▶ _Data extracted from a collection_
▼

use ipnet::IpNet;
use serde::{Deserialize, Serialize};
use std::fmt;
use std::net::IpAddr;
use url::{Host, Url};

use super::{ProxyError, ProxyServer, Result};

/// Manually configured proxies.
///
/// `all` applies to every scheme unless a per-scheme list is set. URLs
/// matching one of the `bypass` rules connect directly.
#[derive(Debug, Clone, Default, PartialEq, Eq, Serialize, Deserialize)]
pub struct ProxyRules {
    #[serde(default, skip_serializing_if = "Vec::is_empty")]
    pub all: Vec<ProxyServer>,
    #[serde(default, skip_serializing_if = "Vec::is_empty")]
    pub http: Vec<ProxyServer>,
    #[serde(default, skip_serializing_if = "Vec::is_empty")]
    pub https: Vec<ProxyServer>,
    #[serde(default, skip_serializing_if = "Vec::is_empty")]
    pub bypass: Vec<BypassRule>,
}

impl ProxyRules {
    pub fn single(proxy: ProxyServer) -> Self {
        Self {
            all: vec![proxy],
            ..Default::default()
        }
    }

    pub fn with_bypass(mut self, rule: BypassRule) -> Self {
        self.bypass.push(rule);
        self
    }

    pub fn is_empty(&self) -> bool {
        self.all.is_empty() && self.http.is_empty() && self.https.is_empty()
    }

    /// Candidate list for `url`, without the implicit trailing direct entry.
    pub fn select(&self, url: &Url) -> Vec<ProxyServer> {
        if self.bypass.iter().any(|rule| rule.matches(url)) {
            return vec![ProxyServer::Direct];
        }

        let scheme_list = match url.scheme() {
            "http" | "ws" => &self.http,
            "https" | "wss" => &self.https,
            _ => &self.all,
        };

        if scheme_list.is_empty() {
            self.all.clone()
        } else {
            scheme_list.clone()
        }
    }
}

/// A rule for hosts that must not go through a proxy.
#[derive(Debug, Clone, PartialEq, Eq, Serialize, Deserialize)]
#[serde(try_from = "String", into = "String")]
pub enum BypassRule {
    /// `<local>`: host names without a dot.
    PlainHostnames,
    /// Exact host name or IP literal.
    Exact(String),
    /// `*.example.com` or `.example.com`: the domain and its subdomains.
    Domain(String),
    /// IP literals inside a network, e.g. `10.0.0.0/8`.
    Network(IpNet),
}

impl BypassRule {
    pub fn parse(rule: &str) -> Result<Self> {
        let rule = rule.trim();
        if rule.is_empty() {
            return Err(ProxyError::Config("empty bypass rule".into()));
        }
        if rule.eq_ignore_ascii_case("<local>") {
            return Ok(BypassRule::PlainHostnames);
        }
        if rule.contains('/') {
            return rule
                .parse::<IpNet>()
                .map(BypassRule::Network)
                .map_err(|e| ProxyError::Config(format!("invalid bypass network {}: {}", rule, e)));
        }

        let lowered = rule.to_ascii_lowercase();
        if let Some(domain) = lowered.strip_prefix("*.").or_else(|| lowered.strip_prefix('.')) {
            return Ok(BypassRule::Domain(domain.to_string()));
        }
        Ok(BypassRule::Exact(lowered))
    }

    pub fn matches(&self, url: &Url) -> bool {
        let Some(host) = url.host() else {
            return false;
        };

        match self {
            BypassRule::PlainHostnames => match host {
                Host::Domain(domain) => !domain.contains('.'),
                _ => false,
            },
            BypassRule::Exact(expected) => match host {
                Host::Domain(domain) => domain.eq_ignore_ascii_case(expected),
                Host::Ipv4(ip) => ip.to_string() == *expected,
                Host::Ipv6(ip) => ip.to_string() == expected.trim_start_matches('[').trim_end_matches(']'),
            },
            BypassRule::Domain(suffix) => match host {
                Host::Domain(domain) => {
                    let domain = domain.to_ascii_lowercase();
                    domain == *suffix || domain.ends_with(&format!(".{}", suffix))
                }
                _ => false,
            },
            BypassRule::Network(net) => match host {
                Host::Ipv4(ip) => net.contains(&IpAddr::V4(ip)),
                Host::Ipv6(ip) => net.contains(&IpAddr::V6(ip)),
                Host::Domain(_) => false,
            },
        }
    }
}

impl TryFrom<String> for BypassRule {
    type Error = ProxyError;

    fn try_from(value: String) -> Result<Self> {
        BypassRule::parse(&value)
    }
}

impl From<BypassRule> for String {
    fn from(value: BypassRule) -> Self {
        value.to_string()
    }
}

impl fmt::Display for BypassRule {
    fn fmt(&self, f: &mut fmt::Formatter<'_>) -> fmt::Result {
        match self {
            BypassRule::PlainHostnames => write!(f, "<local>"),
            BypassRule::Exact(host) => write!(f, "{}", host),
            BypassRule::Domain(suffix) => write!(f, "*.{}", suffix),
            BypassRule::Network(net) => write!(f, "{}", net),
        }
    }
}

▲
▼

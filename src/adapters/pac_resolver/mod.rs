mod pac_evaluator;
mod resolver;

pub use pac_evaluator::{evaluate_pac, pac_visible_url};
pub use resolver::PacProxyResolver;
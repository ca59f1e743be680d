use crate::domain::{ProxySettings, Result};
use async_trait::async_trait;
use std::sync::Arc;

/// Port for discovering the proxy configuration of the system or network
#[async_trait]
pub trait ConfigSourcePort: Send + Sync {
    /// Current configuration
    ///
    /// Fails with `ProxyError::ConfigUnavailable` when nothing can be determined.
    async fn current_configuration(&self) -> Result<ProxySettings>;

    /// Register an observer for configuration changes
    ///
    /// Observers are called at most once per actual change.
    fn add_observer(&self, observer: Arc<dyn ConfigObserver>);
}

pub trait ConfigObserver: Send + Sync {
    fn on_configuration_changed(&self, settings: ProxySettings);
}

▲
▼

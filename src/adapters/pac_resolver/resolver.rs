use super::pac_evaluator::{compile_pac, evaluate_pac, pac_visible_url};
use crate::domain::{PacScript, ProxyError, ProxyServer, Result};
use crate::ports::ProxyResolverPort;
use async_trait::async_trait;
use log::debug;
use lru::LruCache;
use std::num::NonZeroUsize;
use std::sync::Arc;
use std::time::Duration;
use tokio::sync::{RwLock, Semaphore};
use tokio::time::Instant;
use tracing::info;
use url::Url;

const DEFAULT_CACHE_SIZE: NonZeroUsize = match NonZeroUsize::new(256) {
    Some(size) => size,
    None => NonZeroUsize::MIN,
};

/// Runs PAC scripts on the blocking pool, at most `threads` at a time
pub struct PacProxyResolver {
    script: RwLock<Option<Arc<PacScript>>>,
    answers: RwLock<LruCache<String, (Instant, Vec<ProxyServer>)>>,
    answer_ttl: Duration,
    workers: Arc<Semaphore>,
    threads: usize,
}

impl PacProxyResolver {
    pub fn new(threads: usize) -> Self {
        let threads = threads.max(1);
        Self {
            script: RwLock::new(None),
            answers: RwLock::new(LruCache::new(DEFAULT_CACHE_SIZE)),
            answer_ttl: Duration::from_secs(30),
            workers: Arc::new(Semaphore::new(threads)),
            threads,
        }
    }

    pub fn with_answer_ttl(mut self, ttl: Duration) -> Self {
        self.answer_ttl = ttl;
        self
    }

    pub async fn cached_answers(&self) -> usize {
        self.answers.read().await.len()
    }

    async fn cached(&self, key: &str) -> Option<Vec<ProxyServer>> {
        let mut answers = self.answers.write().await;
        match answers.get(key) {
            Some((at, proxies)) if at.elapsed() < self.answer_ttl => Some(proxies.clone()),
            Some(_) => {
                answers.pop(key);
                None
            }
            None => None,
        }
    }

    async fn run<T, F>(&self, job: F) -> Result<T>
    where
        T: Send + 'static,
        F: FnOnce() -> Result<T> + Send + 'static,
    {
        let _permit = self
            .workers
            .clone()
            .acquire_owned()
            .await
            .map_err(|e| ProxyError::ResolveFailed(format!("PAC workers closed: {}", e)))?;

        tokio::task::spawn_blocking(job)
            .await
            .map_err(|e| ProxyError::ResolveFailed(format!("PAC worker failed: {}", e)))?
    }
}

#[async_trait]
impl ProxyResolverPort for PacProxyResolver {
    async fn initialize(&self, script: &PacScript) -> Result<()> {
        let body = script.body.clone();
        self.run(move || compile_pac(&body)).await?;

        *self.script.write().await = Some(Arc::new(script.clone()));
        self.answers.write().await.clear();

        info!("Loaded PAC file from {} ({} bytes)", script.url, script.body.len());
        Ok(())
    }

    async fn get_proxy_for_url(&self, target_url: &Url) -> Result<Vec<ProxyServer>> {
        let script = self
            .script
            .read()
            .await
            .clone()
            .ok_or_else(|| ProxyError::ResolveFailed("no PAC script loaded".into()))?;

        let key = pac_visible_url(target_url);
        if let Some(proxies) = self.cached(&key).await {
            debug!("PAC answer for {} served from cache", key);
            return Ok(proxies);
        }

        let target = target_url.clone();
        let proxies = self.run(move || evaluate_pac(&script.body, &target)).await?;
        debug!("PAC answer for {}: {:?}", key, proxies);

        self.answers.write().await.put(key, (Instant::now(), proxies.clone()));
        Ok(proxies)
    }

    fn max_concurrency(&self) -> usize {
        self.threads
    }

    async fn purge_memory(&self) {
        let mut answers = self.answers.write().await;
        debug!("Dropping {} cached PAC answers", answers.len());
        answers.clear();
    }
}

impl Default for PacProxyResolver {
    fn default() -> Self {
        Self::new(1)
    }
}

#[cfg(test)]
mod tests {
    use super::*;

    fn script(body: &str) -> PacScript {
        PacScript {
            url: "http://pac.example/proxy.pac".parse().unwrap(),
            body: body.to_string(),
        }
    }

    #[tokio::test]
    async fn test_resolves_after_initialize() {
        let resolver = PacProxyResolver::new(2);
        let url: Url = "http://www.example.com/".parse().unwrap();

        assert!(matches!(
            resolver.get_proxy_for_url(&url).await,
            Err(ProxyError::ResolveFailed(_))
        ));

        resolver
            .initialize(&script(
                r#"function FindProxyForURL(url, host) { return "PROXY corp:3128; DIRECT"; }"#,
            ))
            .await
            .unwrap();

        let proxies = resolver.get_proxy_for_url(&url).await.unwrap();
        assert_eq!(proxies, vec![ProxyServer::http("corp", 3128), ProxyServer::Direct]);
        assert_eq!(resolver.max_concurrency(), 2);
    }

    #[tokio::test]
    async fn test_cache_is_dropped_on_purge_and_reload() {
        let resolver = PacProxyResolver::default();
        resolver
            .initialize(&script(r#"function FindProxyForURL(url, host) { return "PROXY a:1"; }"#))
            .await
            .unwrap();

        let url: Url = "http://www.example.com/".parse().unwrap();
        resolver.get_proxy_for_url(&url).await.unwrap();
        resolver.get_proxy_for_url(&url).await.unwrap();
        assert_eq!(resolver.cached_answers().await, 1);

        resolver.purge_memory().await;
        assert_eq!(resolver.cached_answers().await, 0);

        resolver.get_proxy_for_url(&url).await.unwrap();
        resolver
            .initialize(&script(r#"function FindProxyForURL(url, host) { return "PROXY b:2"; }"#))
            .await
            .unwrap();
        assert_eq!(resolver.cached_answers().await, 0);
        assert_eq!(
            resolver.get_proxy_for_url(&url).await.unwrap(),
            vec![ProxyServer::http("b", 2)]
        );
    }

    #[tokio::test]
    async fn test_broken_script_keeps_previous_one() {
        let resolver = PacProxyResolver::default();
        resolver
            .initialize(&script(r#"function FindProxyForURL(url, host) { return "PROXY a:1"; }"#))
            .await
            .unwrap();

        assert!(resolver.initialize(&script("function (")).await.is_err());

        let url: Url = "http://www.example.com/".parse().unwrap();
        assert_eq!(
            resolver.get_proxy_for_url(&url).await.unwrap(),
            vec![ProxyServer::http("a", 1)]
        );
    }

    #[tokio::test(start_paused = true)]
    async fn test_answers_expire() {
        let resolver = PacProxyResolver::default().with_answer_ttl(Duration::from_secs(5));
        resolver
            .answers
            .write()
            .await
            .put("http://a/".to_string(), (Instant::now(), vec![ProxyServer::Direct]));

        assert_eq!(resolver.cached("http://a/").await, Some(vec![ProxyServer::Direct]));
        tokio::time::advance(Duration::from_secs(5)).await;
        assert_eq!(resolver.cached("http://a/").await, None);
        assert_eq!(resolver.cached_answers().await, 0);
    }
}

▲

▶ _WORK ITEM_
Check each line of the entries above for the string "LruCache", and return those that contain it.

▶ _EXPECTED ANSWER_
use lru::LruCache;
    answers: RwLock<LruCache<String, (Instant, Vec<ProxyServer>)>>,
            answers: RwLock::new(LruCache::new(DEFAULT_CACHE_SIZE)),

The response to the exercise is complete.